▶ [DATA EXTRACT]
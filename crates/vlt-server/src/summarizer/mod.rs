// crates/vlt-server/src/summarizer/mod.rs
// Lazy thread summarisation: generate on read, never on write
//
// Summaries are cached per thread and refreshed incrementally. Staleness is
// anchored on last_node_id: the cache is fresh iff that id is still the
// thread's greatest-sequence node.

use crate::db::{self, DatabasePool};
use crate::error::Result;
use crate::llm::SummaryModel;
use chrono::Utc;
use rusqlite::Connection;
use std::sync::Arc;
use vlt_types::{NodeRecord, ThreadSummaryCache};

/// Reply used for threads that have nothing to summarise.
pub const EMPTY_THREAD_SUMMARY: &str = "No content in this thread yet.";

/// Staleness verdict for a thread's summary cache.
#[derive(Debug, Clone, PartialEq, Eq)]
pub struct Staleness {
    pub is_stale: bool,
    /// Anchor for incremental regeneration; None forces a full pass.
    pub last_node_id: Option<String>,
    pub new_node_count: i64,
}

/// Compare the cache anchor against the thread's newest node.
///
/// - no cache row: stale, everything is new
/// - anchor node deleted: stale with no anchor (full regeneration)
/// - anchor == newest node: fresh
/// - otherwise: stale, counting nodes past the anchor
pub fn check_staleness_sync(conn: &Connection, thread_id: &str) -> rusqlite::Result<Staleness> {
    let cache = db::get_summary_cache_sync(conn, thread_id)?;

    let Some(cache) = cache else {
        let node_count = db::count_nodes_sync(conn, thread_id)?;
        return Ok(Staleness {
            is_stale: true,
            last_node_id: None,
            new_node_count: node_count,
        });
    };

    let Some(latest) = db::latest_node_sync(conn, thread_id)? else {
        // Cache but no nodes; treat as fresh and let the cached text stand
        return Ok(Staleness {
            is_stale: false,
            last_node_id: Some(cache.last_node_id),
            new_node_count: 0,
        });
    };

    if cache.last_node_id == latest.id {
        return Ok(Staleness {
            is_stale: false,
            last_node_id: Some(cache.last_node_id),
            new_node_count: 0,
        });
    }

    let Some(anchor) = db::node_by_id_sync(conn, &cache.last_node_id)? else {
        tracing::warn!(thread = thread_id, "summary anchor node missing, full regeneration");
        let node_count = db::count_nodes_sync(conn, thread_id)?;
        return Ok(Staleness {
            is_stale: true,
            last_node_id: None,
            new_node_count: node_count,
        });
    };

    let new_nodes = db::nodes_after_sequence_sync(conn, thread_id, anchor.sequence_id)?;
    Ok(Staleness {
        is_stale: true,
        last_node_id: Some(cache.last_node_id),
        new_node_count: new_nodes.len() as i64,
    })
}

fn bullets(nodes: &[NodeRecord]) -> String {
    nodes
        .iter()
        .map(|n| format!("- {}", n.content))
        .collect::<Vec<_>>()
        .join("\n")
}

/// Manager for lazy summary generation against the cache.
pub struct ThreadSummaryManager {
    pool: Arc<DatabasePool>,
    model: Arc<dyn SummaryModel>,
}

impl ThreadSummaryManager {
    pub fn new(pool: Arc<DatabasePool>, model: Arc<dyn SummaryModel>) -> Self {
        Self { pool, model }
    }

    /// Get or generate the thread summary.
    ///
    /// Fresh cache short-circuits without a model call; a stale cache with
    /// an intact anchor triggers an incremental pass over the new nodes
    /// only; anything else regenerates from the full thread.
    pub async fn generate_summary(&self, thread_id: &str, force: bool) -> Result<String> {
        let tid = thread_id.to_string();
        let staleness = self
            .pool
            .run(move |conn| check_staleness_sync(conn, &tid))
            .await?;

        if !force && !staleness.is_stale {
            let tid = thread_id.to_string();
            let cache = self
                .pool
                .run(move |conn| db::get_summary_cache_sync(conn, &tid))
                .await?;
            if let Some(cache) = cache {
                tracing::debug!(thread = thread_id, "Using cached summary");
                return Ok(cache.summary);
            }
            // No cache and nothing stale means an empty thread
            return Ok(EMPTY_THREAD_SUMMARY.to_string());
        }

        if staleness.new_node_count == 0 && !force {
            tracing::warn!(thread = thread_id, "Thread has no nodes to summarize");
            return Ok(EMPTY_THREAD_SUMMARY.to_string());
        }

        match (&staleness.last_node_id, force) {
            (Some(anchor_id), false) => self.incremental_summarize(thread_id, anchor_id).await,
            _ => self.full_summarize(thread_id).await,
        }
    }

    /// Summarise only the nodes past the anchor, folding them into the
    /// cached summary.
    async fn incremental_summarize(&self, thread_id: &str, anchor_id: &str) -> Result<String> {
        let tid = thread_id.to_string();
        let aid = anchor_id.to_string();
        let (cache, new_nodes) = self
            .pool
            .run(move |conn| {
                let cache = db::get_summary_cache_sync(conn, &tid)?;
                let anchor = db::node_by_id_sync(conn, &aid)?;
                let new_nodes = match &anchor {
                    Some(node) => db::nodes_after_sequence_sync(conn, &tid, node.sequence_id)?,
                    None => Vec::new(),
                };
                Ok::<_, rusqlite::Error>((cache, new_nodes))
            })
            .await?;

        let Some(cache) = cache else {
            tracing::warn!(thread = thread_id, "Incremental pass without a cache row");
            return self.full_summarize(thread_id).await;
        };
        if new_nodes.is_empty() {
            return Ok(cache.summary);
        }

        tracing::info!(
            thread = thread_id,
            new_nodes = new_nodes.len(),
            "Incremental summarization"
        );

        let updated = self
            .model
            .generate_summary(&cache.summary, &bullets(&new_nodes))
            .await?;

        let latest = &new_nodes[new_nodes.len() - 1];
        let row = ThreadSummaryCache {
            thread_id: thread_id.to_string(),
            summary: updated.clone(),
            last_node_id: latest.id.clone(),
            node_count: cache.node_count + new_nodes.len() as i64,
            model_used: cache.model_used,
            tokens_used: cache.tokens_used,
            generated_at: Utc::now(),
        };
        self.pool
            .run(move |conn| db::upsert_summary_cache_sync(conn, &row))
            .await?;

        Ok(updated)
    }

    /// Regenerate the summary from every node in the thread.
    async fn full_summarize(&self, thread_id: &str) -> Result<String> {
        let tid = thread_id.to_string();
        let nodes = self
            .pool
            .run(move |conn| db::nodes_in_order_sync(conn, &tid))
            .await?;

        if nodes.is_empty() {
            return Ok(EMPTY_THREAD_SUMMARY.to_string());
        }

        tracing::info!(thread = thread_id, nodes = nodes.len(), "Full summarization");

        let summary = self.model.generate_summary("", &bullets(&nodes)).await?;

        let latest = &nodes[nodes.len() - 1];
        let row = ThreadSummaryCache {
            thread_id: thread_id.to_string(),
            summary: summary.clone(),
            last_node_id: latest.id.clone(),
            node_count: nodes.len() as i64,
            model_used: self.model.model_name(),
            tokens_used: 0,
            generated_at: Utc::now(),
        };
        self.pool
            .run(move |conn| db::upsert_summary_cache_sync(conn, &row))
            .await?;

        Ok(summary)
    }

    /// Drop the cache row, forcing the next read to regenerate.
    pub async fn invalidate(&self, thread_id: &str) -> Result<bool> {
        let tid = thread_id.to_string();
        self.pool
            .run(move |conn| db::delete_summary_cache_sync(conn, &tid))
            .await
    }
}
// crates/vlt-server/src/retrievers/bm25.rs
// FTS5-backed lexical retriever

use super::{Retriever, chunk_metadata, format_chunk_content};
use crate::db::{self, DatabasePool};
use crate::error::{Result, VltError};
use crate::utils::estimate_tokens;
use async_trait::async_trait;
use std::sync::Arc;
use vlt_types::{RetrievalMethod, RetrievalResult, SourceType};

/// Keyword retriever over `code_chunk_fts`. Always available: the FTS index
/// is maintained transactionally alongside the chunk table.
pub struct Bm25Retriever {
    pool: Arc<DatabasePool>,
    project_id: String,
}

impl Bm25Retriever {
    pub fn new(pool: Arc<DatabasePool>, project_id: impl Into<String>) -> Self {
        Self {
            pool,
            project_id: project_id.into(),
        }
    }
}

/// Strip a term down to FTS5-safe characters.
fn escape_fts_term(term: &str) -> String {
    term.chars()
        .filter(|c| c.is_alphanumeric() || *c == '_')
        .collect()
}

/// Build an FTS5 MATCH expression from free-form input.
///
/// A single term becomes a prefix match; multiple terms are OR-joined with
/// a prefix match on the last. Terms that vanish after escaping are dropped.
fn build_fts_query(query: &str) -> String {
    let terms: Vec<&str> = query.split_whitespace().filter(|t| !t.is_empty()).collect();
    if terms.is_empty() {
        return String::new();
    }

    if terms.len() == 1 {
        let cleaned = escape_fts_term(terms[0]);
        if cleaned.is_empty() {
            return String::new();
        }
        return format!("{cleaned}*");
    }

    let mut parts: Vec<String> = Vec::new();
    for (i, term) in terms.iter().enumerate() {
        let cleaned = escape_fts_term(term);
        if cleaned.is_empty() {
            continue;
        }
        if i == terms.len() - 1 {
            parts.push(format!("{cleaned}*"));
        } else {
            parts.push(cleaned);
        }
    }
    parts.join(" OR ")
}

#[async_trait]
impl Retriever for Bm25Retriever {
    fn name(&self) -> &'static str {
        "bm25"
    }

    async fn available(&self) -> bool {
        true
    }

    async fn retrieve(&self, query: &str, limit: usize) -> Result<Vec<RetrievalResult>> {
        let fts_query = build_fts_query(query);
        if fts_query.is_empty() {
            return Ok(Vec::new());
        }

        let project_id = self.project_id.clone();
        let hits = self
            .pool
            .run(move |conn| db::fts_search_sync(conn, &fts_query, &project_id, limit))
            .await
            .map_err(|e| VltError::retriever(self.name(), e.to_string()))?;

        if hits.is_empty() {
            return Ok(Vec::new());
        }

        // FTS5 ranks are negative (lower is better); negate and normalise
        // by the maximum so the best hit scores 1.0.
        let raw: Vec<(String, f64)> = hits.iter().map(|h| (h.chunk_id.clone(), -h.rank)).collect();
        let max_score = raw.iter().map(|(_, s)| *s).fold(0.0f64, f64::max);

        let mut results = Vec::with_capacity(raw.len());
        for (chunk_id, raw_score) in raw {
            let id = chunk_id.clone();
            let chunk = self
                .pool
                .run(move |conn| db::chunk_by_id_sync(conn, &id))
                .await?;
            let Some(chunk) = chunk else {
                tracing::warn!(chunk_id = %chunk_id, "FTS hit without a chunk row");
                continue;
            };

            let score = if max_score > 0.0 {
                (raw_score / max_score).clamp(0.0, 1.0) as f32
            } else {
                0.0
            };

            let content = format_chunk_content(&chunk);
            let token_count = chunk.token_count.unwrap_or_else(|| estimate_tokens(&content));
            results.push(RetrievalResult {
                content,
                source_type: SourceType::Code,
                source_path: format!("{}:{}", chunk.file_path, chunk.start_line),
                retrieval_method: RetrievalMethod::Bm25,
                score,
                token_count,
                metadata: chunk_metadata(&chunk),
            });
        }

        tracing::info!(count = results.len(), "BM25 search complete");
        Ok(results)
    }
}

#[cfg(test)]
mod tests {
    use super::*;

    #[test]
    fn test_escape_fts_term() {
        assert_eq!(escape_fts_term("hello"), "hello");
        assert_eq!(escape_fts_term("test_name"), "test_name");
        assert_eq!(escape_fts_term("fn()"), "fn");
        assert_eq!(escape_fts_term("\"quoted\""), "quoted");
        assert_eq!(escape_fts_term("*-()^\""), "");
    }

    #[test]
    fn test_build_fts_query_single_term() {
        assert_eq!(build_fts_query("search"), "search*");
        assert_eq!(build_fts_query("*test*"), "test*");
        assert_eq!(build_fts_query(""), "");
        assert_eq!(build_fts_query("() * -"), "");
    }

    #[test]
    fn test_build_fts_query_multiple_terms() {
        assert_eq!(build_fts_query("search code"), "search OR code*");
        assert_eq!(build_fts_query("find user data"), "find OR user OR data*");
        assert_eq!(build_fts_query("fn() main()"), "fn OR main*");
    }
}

▶ [TASK STATEMENT] In the lines above, spot each one that contains the word "bool" and copy it.

▶ [EXPECTED ANSWER]
    pub is_stale: bool,
    pub async fn generate_summary(&self, thread_id: &str, force: bool) -> Result<String> {
    pub async fn invalidate(&self, thread_id: &str) -> Result<bool> {
    async fn available(&self) -> bool {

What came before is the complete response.